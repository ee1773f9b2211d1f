//! Session / Conversation Client
//!
//! Owns the session identifier, the form state store, and the
//! currently displayed tree, and drives the three-phase conversation
//! state machine:
//!
//! ```text
//! Idle --start--> Awaiting --response--> Displaying
//!                 Awaiting --failure---> Idle (tree cleared, error surfaced)
//! Displaying --submit--> Awaiting
//! Displaying --reset---> Idle (local only, no request)
//! ```
//!
//! Transport calls run on a spawned task and post their outcome back
//! over a channel tagged with the turn number that produced them. A
//! result whose tag no longer matches the client's current turn is
//! stale (superseded by a reset) and is dropped silently. While
//! Awaiting, start and submit are ignored, so two in-flight requests
//! can never race on the session id or the form drain.

use std::sync::Arc;

use tokio::sync::mpsc;

use crate::error::TransportError;
use crate::form::{FieldSetter, FormState};
use crate::node::UiPayload;
use crate::protocol::{TalkRequest, TalkResponse};
use crate::transport::Transport;

/// Conversation phase.
#[derive(Clone, Copy, Debug, PartialEq, Eq)]
pub enum SessionPhase {
    /// No tree displayed, ready to start
    Idle,
    /// A start or submit request is in flight
    Awaiting,
    /// A tree is displayed and the session id is set
    Displaying,
}

/// Outcome of a completed turn, reported from [`SessionClient::poll`].
#[derive(Clone, Debug, PartialEq, Eq)]
pub enum SessionEvent {
    /// A response was adopted; the displayed tree was swapped
    TreeReplaced,
    /// The turn failed; the client is back at Idle
    TurnFailed { error: String },
}

struct TurnResult {
    turn: u64,
    outcome: Result<TalkResponse, TransportError>,
}

/// Client for one multi-turn conversation with the agent backend.
pub struct SessionClient {
    transport: Arc<dyn Transport>,
    form: FormState,
    session_id: Option<String>,
    phase: SessionPhase,
    /// Monotonic tag for in-flight requests; bumped on every dispatch
    /// and on reset so superseded results can be recognized
    turn: u64,
    tree: Option<UiPayload>,
    tx: mpsc::UnboundedSender<TurnResult>,
    rx: mpsc::UnboundedReceiver<TurnResult>,
}

impl SessionClient {
    pub fn new(transport: Arc<dyn Transport>) -> Self {
        let (tx, rx) = mpsc::unbounded_channel();
        Self {
            transport,
            form: FormState::new(),
            session_id: None,
            phase: SessionPhase::Idle,
            turn: 0,
            tree: None,
            tx,
            rx,
        }
    }

    pub fn phase(&self) -> SessionPhase {
        self.phase
    }

    pub fn is_awaiting(&self) -> bool {
        self.phase == SessionPhase::Awaiting
    }

    pub fn session_id(&self) -> Option<&str> {
        self.session_id.as_deref()
    }

    /// The currently displayed tree, if any
    pub fn tree(&self) -> Option<&UiPayload> {
        self.tree.as_ref()
    }

    pub fn form(&self) -> &FormState {
        &self.form
    }

    /// Write handle for stateful leaves
    pub fn form_setter(&self) -> FieldSetter {
        self.form.setter()
    }

    /// Begin a new conversation. Only valid from Idle; returns
    /// whether a request was dispatched.
    pub fn start(&mut self) -> bool {
        if self.phase != SessionPhase::Idle {
            tracing::debug!(phase = ?self.phase, "ignoring start outside Idle");
            return false;
        }
        self.dispatch(TalkRequest::start())
    }

    /// Submit the accumulated form. Only valid from Displaying with
    /// an issued session id; in particular, ignored while a request
    /// is already in flight.
    pub fn submit(&mut self) -> bool {
        if self.phase != SessionPhase::Displaying {
            tracing::debug!(phase = ?self.phase, "ignoring submit outside Displaying");
            return false;
        }
        let session_id = match &self.session_id {
            Some(id) => id.clone(),
            None => {
                tracing::warn!("displaying without a session id, ignoring submit");
                return false;
            }
        };
        let fields = self.form.drain_and_clear();
        tracing::debug!(fields = fields.len(), "submitting form");
        self.dispatch(TalkRequest::submit(&session_id, &fields))
    }

    /// Clear the displayed tree and return to Idle without contacting
    /// the server. Allowed while a request is in flight; the late
    /// result is dropped by the turn tag check when it arrives.
    pub fn reset(&mut self) {
        self.turn += 1;
        self.tree = None;
        self.session_id = None;
        self.form.clear();
        self.phase = SessionPhase::Idle;
    }

    fn dispatch(&mut self, request: TalkRequest) -> bool {
        self.turn += 1;
        let turn = self.turn;
        self.phase = SessionPhase::Awaiting;

        let transport = Arc::clone(&self.transport);
        let tx = self.tx.clone();
        tokio::spawn(async move {
            let outcome = transport.send(&request).await;
            // Receiver gone means the client was dropped; nothing to do
            let _ = tx.send(TurnResult { turn, outcome });
        });
        true
    }

    /// Drain completed turns and apply their transitions. Call once
    /// per event-loop pass.
    pub fn poll(&mut self) -> Vec<SessionEvent> {
        let mut events = Vec::new();
        while let Ok(result) = self.rx.try_recv() {
            if result.turn != self.turn || self.phase != SessionPhase::Awaiting {
                tracing::debug!(turn = result.turn, current = self.turn, "dropping stale turn result");
                continue;
            }
            match result.outcome {
                Ok(response) => {
                    // Adopt the issued id and swap the tree; the old
                    // payload (and any per-leaf state derived from
                    // it) is gone before the new one is visible.
                    self.session_id = Some(response.session_id);
                    self.form.clear();
                    self.tree = Some(response.message);
                    self.phase = SessionPhase::Displaying;
                    events.push(SessionEvent::TreeReplaced);
                }
                Err(error) => {
                    tracing::warn!(%error, "conversation turn failed");
                    // Back to Idle; a retry starts a fresh session
                    self.tree = None;
                    self.session_id = None;
                    self.phase = SessionPhase::Idle;
                    events.push(SessionEvent::TurnFailed {
                        error: error.to_string(),
                    });
                }
            }
        }
        events
    }
}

-----

## TASK DETAILS
Among the records above, a stretch begins at the line containing "pub fn start(&mut" and ends at the line containing "if self.phase != SessionPhase::Displaying". Restate that stretch word for word, and nothing else.

## EXERCISE RESULT
    pub fn start(&mut self) -> bool {
        if self.phase != SessionPhase::Idle {
            tracing::debug!(phase = ?self.phase, "ignoring start outside Idle");
            return false;
        }
        self.dispatch(TalkRequest::start())
    }

    /// Submit the accumulated form. Only valid from Displaying with
    /// an issued session id; in particular, ignored while a request
    /// is already in flight.
    pub fn submit(&mut self) -> bool {
        if self.phase != SessionPhase::Displaying {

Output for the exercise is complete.